Your assignment:
Would you write out the entries below, every one of them, exactly?

##############################

//! Bulk download orchestration
//!
//! Accepts code lists from the HTTP layer, registers a job and drives the
//! worker over the codes in a background task. Also serves the annotated
//! upstream listings behind the "available" endpoints.

use futures::stream::{self, StreamExt};
use serde::Serialize;
use std::sync::{Arc, OnceLock};
use tracing::{error, info, warn, Instrument};
use uuid::Uuid;
use vetlearn_common::types::{ComponentKind, ProcessedFlag};

use super::config::IngestConfig;
use super::errors::{IngestError, IngestResult};
use super::jobs::{ItemResult, JobKind, JobRegistry};
use super::parser::ElementTableParser;
use super::storage::IngestStore;
use super::tga::{ComponentSummary, SearchRequest, TgaApi, TgaError};
use super::worker::IngestWorker;

pub const MISSING_CREDENTIALS: &str = "TGA API credentials not configured";

/// Upstream component annotated with its catalog state
#[derive(Debug, Clone, PartialEq, Eq, Serialize)]
#[serde(rename_all = "camelCase")]
pub struct AvailableComponent {
    #[serde(flatten)]
    pub summary: ComponentSummary,
    pub in_database: bool,
    pub processed: bool,
}

#[derive(Debug, Clone, PartialEq, Eq, Serialize)]
#[serde(rename_all = "camelCase")]
pub struct AvailablePage {
    pub items: Vec<AvailableComponent>,
    pub page: u32,
    pub page_size: u32,
    #[serde(skip_serializing_if = "Option::is_none")]
    pub total: Option<u64>,
}

/// Entry point for bulk ingests
#[derive(Clone)]
pub struct IngestService {
    store: Arc<dyn IngestStore>,
    tga: Option<Arc<dyn TgaApi>>,
    parser: Arc<ElementTableParser>,
    registry: JobRegistry,
    config: IngestConfig,
}

impl IngestService {
    /// `tga` is `None` when no upstream credentials are configured; jobs then
    /// fail immediately instead of the server refusing to start.
    pub fn new(
        store: Arc<dyn IngestStore>,
        tga: Option<Arc<dyn TgaApi>>,
        config: IngestConfig,
    ) -> anyhow::Result<Self> {
        Ok(Self {
            store,
            tga,
            parser: Arc::new(ElementTableParser::new()?),
            registry: JobRegistry::new(),
            config,
        })
    }

    pub fn registry(&self) -> &JobRegistry {
        &self.registry
    }

    pub fn store(&self) -> &Arc<dyn IngestStore> {
        &self.store
    }

    /// Register a job for `codes` and start it in the background
    pub async fn submit(&self, kind: JobKind, codes: Vec<String>, user_id: Option<String>) -> Uuid {
        let job_id = self.registry.create_job(kind, codes.clone(), user_id).await;
        info!(job_id = %job_id, kind = kind.as_str(), items = codes.len(), "Queued download job");

        let service = self.clone();
        let span = tracing::info_span!("download_job", job_id = %job_id, kind = kind.as_str());
        tokio::spawn(async move { service.run_job(job_id, kind, codes).await }.instrument(span));

        job_id
    }

    fn worker(&self) -> IngestResult<IngestWorker> {
        let tga = self
            .tga
            .clone()
            .ok_or_else(|| IngestError::Config(MISSING_CREDENTIALS.to_string()))?;

        Ok(IngestWorker::new(
            self.store.clone(),
            tga,
            self.parser.clone(),
            self.config.clone(),
        ))
    }

    /// Ingest a single code in the caller's task, without registering a job.
    ///
    /// Only a missing upstream configuration is an `Err`; item failures come
    /// back as [`ItemResult::Failed`].
    pub async fn sync_one(&self, kind: JobKind, code: &str) -> IngestResult<ItemResult> {
        let worker = self.worker()?;

        let result = match worker.process(kind, code).await {
            Ok(record_id) => {
                info!(code = %code, kind = kind.as_str(), record_id, "Synced item");
                ItemResult::Success {
                    code: code.to_string(),
                    record_id,
                }
            },
            Err(e) => {
                warn!(code = %code, kind = e.kind().as_str(), "Sync of {} failed: {}", code, e);
                ItemResult::Failed {
                    code: code.to_string(),
                    error: e.to_string(),
                    kind: e.kind(),
                }
            },
        };
        Ok(result)
    }

    /// Drive one job to a terminal state
    pub async fn run_job(&self, job_id: Uuid, kind: JobKind, codes: Vec<String>) {
        self.registry.update_job(job_id, |job| job.start()).await;

        let worker = match self.worker() {
            Ok(worker) => worker,
            Err(e) => {
                error!("{}", e);
                self.registry.update_job(job_id, |job| job.fail(e.to_string())).await;
                return;
            },
        };
        let auth_failure: Arc<OnceLock<TgaError>> = Arc::new(OnceLock::new());
        let concurrency = self.config.item_concurrency.max(1);

        let mut outcomes = stream::iter(codes.into_iter().map(|code| {
            let worker = worker.clone();
            let registry = self.registry.clone();
            let auth_failure = auth_failure.clone();
            async move {
                if let Some(err) = auth_failure.get() {
                    return (code, Err(IngestError::Upstream(err.clone())));
                }
                registry.update_job(job_id, |job| job.begin_item(&code)).await;

                let outcome = worker.process(kind, &code).await;
                if let Some(err) = outcome.as_ref().err().and_then(IngestError::auth_rejection) {
                    let _ = auth_failure.set(err.clone());
                }
                (code, outcome)
            }
        }))
        .buffered(concurrency);

        while let Some((code, outcome)) = outcomes.next().await {
            match outcome {
                Ok(record_id) => {
                    info!(code = %code, record_id, "Processed item");
                    self.registry
                        .update_job(job_id, |job| job.record_success(&code, record_id))
                        .await;
                },
                Err(e) => {
                    let message = e.to_string();
                    error!(code = %code, kind = e.kind().as_str(), "Error processing {}: {}", code, message);
                    self.registry
                        .update_job(job_id, |job| job.record_failure(&code, e.kind(), &message))
                        .await;
                },
            }
        }

        match auth_failure.get() {
            Some(err) => {
                warn!("Job aborted after upstream rejected credentials");
                let message = format!("TGA authentication failed: {}", err);
                self.registry.update_job(job_id, |job| job.fail(message)).await;
            },
            None => {
                self.registry.update_job(job_id, |job| job.complete()).await;
            },
        }

        if let Some(job) = self.registry.get_job(job_id).await {
            info!(
                status = ?job.status,
                processed = job.processed_items(),
                completed = job.completed_items,
                failed = job.failed_items,
                "Download job finished"
            );
        }
    }

    /// One page of upstream components annotated with catalog state
    pub async fn list_available(
        &self,
        kind: ComponentKind,
        filter: &str,
        page: u32,
        page_size: u32,
    ) -> IngestResult<AvailablePage> {
        let tga = self
            .tga
            .as_ref()
            .ok_or_else(|| IngestError::Config(MISSING_CREDENTIALS.to_string()))?;

        let request = SearchRequest::new([kind]).filter(filter).page(page, page_size);
        let result = tga.search_components(&request).await?;

        let codes: Vec<String> = result.components.iter().map(|c| c.code.clone()).collect();
        let status = self.store.processed_status(kind, &codes).await?;

        let items = result
            .components
            .into_iter()
            .map(|summary| {
                let flag = status.get(&summary.code).copied();
                AvailableComponent {
                    in_database: flag.is_some(),
                    processed: flag.is_some_and(|f| f == ProcessedFlag::Done),
                    summary,
                }
            })
            .collect();

        Ok(AvailablePage {
            items,
            page: result.page,
            page_size: result.page_size,
            total: result.total,
        })
    }
}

##############################

Task solution:
//! Bulk download orchestration
//!
//! Accepts code lists from the HTTP layer, registers a job and drives the
//! worker over the codes in a background task. Also serves the annotated
//! upstream listings behind the "available" endpoints.

use futures::stream::{self, StreamExt};
use serde::Serialize;
use std::sync::{Arc, OnceLock};
use tracing::{error, info, warn, Instrument};
use uuid::Uuid;
use vetlearn_common::types::{ComponentKind, ProcessedFlag};

use super::config::IngestConfig;
use super::errors::{IngestError, IngestResult};
use super::jobs::{ItemResult, JobKind, JobRegistry};
use super::parser::ElementTableParser;
use super::storage::IngestStore;
use super::tga::{ComponentSummary, SearchRequest, TgaApi, TgaError};
use super::worker::IngestWorker;

pub const MISSING_CREDENTIALS: &str = "TGA API credentials not configured";

/// Upstream component annotated with its catalog state
#[derive(Debug, Clone, PartialEq, Eq, Serialize)]
#[serde(rename_all = "camelCase")]
pub struct AvailableComponent {
    #[serde(flatten)]
    pub summary: ComponentSummary,
    pub in_database: bool,
    pub processed: bool,
}

#[derive(Debug, Clone, PartialEq, Eq, Serialize)]
#[serde(rename_all = "camelCase")]
pub struct AvailablePage {
    pub items: Vec<AvailableComponent>,
    pub page: u32,
    pub page_size: u32,
    #[serde(skip_serializing_if = "Option::is_none")]
    pub total: Option<u64>,
}

/// Entry point for bulk ingests
#[derive(Clone)]
pub struct IngestService {
    store: Arc<dyn IngestStore>,
    tga: Option<Arc<dyn TgaApi>>,
    parser: Arc<ElementTableParser>,
    registry: JobRegistry,
    config: IngestConfig,
}

impl IngestService {
    /// `tga` is `None` when no upstream credentials are configured; jobs then
    /// fail immediately instead of the server refusing to start.
    pub fn new(
        store: Arc<dyn IngestStore>,
        tga: Option<Arc<dyn TgaApi>>,
        config: IngestConfig,
    ) -> anyhow::Result<Self> {
        Ok(Self {
            store,
            tga,
            parser: Arc::new(ElementTableParser::new()?),
            registry: JobRegistry::new(),
            config,
        })
    }

    pub fn registry(&self) -> &JobRegistry {
        &self.registry
    }

    pub fn store(&self) -> &Arc<dyn IngestStore> {
        &self.store
    }

    /// Register a job for `codes` and start it in the background
    pub async fn submit(&self, kind: JobKind, codes: Vec<String>, user_id: Option<String>) -> Uuid {
        let job_id = self.registry.create_job(kind, codes.clone(), user_id).await;
        info!(job_id = %job_id, kind = kind.as_str(), items = codes.len(), "Queued download job");

        let service = self.clone();
        let span = tracing::info_span!("download_job", job_id = %job_id, kind = kind.as_str());
        tokio::spawn(async move { service.run_job(job_id, kind, codes).await }.instrument(span));

        job_id
    }

    fn worker(&self) -> IngestResult<IngestWorker> {
        let tga = self
            .tga
            .clone()
            .ok_or_else(|| IngestError::Config(MISSING_CREDENTIALS.to_string()))?;

        Ok(IngestWorker::new(
            self.store.clone(),
            tga,
            self.parser.clone(),
            self.config.clone(),
        ))
    }

    /// Ingest a single code in the caller's task, without registering a job.
    ///
    /// Only a missing upstream configuration is an `Err`; item failures come
    /// back as [`ItemResult::Failed`].
    pub async fn sync_one(&self, kind: JobKind, code: &str) -> IngestResult<ItemResult> {
        let worker = self.worker()?;

        let result = match worker.process(kind, code).await {
            Ok(record_id) => {
                info!(code = %code, kind = kind.as_str(), record_id, "Synced item");
                ItemResult::Success {
                    code: code.to_string(),
                    record_id,
                }
            },
            Err(e) => {
                warn!(code = %code, kind = e.kind().as_str(), "Sync of {} failed: {}", code, e);
                ItemResult::Failed {
                    code: code.to_string(),
                    error: e.to_string(),
                    kind: e.kind(),
                }
            },
        };
        Ok(result)
    }

    /// Drive one job to a terminal state
    pub async fn run_job(&self, job_id: Uuid, kind: JobKind, codes: Vec<String>) {
        self.registry.update_job(job_id, |job| job.start()).await;

        let worker = match self.worker() {
            Ok(worker) => worker,
            Err(e) => {
                error!("{}", e);
                self.registry.update_job(job_id, |job| job.fail(e.to_string())).await;
                return;
            },
        };
        let auth_failure: Arc<OnceLock<TgaError>> = Arc::new(OnceLock::new());
        let concurrency = self.config.item_concurrency.max(1);

        let mut outcomes = stream::iter(codes.into_iter().map(|code| {
            let worker = worker.clone();
            let registry = self.registry.clone();
            let auth_failure = auth_failure.clone();
            async move {
                if let Some(err) = auth_failure.get() {
                    return (code, Err(IngestError::Upstream(err.clone())));
                }
                registry.update_job(job_id, |job| job.begin_item(&code)).await;

                let outcome = worker.process(kind, &code).await;
                if let Some(err) = outcome.as_ref().err().and_then(IngestError::auth_rejection) {
                    let _ = auth_failure.set(err.clone());
                }
                (code, outcome)
            }
        }))
        .buffered(concurrency);

        while let Some((code, outcome)) = outcomes.next().await {
            match outcome {
                Ok(record_id) => {
                    info!(code = %code, record_id, "Processed item");
                    self.registry
                        .update_job(job_id, |job| job.record_success(&code, record_id))
                        .await;
                },
                Err(e) => {
                    let message = e.to_string();
                    error!(code = %code, kind = e.kind().as_str(), "Error processing {}: {}", code, message);
                    self.registry
                        .update_job(job_id, |job| job.record_failure(&code, e.kind(), &message))
                        .await;
                },
            }
        }

        match auth_failure.get() {
            Some(err) => {
                warn!("Job aborted after upstream rejected credentials");
                let message = format!("TGA authentication failed: {}", err);
                self.registry.update_job(job_id, |job| job.fail(message)).await;
            },
            None => {
                self.registry.update_job(job_id, |job| job.complete()).await;
            },
        }

        if let Some(job) = self.registry.get_job(job_id).await {
            info!(
                status = ?job.status,
                processed = job.processed_items(),
                completed = job.completed_items,
                failed = job.failed_items,
                "Download job finished"
            );
        }
    }

    /// One page of upstream components annotated with catalog state
    pub async fn list_available(
        &self,
        kind: ComponentKind,
        filter: &str,
        page: u32,
        page_size: u32,
    ) -> IngestResult<AvailablePage> {
        let tga = self
            .tga
            .as_ref()
            .ok_or_else(|| IngestError::Config(MISSING_CREDENTIALS.to_string()))?;

        let request = SearchRequest::new([kind]).filter(filter).page(page, page_size);
        let result = tga.search_components(&request).await?;

        let codes: Vec<String> = result.components.iter().map(|c| c.code.clone()).collect();
        let status = self.store.processed_status(kind, &codes).await?;

        let items = result
            .components
            .into_iter()
            .map(|summary| {
                let flag = status.get(&summary.code).copied();
                AvailableComponent {
                    in_database: flag.is_some(),
                    processed: flag.is_some_and(|f| f == ProcessedFlag::Done),
                    summary,
                }
            })
            .collect();

        Ok(AvailablePage {
            items,
            page: result.page,
            page_size: result.page_size,
            total: result.total,
        })
    }
}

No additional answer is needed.